(Collected data entries)
· · ·
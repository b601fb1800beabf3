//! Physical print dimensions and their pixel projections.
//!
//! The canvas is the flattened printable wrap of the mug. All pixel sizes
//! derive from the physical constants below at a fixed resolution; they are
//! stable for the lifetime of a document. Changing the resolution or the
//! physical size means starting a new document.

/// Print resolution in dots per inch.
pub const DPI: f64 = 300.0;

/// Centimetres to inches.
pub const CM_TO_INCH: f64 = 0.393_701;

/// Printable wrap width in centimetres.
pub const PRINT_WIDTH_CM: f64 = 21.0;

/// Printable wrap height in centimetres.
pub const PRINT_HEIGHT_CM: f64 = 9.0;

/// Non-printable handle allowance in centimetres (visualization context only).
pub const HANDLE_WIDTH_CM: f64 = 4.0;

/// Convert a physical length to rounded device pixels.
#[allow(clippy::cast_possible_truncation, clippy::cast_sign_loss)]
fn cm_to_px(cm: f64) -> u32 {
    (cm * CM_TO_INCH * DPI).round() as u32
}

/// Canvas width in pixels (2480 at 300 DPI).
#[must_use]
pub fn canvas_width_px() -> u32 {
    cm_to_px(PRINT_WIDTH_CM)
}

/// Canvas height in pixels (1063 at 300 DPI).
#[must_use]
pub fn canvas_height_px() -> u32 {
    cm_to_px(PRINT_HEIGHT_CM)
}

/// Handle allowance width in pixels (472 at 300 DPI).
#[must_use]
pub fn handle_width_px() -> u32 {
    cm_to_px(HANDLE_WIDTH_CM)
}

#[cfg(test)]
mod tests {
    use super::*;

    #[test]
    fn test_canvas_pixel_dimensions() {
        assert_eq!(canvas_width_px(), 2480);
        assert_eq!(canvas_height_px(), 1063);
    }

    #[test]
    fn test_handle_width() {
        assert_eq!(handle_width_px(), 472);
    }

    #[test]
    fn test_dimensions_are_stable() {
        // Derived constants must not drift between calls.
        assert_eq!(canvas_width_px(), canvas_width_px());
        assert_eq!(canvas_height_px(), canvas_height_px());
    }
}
· · ·
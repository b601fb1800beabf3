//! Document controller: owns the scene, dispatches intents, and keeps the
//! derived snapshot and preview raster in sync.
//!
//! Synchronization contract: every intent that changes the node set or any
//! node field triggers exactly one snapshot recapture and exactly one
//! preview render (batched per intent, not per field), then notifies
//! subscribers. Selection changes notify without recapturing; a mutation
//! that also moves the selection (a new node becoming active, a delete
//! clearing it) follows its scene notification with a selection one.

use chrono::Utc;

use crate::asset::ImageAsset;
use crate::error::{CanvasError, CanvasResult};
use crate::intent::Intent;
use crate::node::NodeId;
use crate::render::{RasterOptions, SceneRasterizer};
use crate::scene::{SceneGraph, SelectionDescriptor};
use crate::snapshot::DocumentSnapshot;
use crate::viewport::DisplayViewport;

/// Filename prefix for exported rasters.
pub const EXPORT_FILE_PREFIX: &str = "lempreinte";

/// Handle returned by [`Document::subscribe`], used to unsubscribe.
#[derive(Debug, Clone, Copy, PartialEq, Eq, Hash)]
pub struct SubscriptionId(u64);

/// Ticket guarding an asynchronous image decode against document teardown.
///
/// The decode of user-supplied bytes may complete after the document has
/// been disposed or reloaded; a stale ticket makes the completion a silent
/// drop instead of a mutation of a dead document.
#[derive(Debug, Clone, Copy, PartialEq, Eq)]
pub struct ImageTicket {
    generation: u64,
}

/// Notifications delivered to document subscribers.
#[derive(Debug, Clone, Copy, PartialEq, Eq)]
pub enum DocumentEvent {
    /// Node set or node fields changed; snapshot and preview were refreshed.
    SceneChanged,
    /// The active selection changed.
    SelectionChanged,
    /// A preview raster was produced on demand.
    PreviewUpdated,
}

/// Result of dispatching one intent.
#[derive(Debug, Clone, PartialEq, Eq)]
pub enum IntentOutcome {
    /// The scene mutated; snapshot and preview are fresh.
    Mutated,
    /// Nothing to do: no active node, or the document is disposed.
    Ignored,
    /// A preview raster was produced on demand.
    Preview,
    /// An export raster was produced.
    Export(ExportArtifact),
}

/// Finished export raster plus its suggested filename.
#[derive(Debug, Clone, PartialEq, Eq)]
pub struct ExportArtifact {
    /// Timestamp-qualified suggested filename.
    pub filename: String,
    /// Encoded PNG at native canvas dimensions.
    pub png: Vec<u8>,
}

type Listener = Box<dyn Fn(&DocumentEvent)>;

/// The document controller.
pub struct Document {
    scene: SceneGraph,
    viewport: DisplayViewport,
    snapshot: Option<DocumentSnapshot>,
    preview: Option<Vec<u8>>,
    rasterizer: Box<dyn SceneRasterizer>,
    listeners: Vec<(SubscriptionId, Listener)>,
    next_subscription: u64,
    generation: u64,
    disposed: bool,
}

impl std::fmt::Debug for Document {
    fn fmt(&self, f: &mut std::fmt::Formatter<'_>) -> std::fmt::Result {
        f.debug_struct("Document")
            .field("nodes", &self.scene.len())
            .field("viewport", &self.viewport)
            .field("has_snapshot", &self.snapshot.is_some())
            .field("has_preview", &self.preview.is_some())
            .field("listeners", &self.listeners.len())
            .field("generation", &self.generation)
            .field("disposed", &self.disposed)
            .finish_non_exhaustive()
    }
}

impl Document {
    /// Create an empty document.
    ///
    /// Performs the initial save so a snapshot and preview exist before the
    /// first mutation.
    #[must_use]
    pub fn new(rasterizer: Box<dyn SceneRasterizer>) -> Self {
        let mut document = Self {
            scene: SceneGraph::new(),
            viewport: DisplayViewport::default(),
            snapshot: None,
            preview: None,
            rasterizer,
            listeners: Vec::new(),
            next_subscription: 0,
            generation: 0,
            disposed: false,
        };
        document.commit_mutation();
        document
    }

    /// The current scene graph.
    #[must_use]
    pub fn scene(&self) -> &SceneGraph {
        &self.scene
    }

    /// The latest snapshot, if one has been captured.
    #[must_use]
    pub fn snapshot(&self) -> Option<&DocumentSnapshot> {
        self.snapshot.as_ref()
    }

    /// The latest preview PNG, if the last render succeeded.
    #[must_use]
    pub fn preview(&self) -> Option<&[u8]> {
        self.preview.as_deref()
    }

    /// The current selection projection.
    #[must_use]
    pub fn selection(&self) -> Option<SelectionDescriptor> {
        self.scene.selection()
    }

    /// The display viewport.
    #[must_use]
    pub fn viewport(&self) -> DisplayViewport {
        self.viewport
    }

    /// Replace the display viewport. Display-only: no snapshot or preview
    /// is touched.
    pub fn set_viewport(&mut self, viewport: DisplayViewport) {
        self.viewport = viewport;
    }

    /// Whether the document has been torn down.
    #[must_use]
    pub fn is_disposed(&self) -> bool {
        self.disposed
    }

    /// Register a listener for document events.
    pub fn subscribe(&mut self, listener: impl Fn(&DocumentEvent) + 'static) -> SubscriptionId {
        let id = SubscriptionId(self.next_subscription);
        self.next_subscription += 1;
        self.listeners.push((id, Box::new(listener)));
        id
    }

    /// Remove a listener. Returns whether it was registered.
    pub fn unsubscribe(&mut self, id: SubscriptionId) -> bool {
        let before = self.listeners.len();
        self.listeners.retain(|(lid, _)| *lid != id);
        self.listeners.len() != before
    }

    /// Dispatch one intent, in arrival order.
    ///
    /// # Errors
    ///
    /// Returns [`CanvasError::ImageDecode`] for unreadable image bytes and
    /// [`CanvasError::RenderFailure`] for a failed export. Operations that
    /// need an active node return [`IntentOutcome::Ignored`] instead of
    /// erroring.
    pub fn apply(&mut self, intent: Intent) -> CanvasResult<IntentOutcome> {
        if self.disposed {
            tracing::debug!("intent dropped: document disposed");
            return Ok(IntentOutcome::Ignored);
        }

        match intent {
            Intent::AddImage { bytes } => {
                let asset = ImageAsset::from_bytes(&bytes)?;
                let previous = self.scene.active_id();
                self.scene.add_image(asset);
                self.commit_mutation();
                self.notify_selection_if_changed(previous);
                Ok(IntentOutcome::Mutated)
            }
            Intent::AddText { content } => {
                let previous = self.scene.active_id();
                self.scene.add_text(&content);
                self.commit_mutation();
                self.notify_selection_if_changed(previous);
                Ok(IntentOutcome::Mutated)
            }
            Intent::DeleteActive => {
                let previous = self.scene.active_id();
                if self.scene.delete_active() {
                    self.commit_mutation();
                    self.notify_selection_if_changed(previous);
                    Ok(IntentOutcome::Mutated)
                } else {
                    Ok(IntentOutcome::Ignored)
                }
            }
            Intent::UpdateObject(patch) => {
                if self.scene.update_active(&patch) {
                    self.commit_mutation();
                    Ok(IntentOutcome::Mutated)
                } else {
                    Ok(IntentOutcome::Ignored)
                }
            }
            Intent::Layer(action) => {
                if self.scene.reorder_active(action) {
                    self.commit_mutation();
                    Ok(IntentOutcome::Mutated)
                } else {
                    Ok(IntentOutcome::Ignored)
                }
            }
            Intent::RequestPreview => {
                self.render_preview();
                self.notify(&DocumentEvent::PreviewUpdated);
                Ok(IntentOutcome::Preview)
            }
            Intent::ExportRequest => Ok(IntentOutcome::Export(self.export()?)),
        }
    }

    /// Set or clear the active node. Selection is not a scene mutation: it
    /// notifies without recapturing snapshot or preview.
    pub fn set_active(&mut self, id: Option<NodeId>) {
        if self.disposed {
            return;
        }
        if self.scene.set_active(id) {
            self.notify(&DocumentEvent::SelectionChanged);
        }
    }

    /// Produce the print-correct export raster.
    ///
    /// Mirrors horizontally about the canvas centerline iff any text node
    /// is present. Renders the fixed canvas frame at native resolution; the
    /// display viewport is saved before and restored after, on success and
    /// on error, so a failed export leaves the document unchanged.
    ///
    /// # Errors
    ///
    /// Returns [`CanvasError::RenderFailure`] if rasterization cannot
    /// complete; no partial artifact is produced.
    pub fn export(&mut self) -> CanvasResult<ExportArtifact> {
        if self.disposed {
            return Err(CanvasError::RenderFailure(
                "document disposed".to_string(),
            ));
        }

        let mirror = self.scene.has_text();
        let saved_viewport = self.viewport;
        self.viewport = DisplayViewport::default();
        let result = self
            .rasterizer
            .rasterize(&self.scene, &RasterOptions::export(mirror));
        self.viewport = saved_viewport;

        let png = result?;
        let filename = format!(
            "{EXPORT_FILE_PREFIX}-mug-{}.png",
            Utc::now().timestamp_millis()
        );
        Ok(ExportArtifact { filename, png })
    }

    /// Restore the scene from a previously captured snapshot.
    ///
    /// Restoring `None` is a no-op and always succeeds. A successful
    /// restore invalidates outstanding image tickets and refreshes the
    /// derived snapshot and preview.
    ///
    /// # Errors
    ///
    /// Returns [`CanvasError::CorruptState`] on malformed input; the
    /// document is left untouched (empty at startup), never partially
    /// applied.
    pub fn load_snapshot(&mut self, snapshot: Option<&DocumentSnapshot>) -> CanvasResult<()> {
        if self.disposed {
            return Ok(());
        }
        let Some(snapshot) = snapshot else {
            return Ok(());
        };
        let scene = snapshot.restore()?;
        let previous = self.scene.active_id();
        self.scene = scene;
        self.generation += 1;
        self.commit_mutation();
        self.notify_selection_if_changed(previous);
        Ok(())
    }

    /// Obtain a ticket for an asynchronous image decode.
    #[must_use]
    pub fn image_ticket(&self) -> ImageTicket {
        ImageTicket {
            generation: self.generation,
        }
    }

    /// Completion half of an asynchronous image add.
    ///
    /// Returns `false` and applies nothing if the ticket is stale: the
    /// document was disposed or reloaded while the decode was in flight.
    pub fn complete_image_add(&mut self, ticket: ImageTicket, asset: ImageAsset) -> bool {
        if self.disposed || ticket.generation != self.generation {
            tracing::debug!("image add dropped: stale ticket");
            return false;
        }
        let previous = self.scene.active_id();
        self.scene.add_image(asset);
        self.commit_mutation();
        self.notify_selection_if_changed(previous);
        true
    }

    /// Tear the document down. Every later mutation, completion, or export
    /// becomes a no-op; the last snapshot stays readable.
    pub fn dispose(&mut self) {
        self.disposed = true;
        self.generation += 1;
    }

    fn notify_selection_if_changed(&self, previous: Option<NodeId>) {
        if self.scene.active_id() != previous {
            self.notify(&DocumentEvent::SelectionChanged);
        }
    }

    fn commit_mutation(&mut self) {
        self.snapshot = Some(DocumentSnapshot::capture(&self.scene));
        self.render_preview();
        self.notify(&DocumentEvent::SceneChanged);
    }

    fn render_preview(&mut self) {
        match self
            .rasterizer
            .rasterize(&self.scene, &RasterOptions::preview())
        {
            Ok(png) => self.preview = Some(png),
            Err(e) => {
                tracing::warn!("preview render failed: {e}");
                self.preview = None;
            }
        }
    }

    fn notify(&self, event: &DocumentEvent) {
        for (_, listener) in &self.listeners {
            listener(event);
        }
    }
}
· · ·
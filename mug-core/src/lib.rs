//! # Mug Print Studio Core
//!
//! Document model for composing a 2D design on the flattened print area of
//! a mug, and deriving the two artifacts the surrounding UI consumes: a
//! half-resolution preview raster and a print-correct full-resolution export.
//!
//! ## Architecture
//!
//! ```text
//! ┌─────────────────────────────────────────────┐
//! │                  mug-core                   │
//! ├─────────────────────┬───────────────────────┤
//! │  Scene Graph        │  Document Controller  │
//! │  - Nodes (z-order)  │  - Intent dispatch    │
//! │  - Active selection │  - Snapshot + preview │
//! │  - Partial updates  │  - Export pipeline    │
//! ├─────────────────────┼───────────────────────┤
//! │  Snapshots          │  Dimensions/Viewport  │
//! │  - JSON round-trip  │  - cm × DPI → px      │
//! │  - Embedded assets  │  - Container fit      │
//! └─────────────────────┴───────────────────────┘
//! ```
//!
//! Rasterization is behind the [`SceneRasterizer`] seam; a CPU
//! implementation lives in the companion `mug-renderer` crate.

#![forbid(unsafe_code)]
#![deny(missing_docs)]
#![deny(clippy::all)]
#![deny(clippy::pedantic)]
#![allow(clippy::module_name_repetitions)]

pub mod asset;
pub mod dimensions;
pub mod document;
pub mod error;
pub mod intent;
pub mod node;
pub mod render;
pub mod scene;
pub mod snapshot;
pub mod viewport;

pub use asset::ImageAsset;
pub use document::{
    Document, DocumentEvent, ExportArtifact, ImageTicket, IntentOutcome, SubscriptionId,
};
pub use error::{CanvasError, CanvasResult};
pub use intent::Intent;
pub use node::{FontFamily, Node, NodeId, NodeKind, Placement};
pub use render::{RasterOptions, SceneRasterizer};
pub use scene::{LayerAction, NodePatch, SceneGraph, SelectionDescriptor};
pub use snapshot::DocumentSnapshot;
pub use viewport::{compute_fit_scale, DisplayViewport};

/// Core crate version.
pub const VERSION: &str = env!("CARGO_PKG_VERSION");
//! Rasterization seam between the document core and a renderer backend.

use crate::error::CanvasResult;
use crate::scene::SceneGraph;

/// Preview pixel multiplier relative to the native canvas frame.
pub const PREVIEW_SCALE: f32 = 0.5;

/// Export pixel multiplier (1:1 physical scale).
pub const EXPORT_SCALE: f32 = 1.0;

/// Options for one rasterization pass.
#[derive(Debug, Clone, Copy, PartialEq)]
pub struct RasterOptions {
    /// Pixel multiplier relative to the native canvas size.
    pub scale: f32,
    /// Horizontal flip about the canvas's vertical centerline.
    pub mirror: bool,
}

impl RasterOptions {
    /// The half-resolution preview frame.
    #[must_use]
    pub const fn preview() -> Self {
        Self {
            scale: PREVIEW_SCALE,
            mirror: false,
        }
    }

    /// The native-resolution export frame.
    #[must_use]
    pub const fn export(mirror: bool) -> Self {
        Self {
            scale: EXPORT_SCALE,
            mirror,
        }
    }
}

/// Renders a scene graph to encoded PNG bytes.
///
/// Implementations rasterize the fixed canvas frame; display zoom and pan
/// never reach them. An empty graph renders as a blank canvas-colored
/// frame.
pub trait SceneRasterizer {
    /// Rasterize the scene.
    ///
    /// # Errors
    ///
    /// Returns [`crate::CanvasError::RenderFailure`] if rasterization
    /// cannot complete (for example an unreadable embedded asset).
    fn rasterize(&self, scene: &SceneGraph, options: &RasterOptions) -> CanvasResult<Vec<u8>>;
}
· · ·
What you have to do:
Using the data above, print exactly the lines from the line that contains "use crate::node::NodeId;" through the line that contains "pub struct ExportArtifact", with both included.

Exercise response:
use crate::node::NodeId;
use crate::render::{RasterOptions, SceneRasterizer};
use crate::scene::{SceneGraph, SelectionDescriptor};
use crate::snapshot::DocumentSnapshot;
use crate::viewport::DisplayViewport;

/// Filename prefix for exported rasters.
pub const EXPORT_FILE_PREFIX: &str = "lempreinte";

/// Handle returned by [`Document::subscribe`], used to unsubscribe.
#[derive(Debug, Clone, Copy, PartialEq, Eq, Hash)]
pub struct SubscriptionId(u64);

/// Ticket guarding an asynchronous image decode against document teardown.
///
/// The decode of user-supplied bytes may complete after the document has
/// been disposed or reloaded; a stale ticket makes the completion a silent
/// drop instead of a mutation of a dead document.
#[derive(Debug, Clone, Copy, PartialEq, Eq)]
pub struct ImageTicket {
    generation: u64,
}

/// Notifications delivered to document subscribers.
#[derive(Debug, Clone, Copy, PartialEq, Eq)]
pub enum DocumentEvent {
    /// Node set or node fields changed; snapshot and preview were refreshed.
    SceneChanged,
    /// The active selection changed.
    SelectionChanged,
    /// A preview raster was produced on demand.
    PreviewUpdated,
}

/// Result of dispatching one intent.
#[derive(Debug, Clone, PartialEq, Eq)]
pub enum IntentOutcome {
    /// The scene mutated; snapshot and preview are fresh.
    Mutated,
    /// Nothing to do: no active node, or the document is disposed.
    Ignored,
    /// A preview raster was produced on demand.
    Preview,
    /// An export raster was produced.
    Export(ExportArtifact),
}

/// Finished export raster plus its suggested filename.
#[derive(Debug, Clone, PartialEq, Eq)]
pub struct ExportArtifact {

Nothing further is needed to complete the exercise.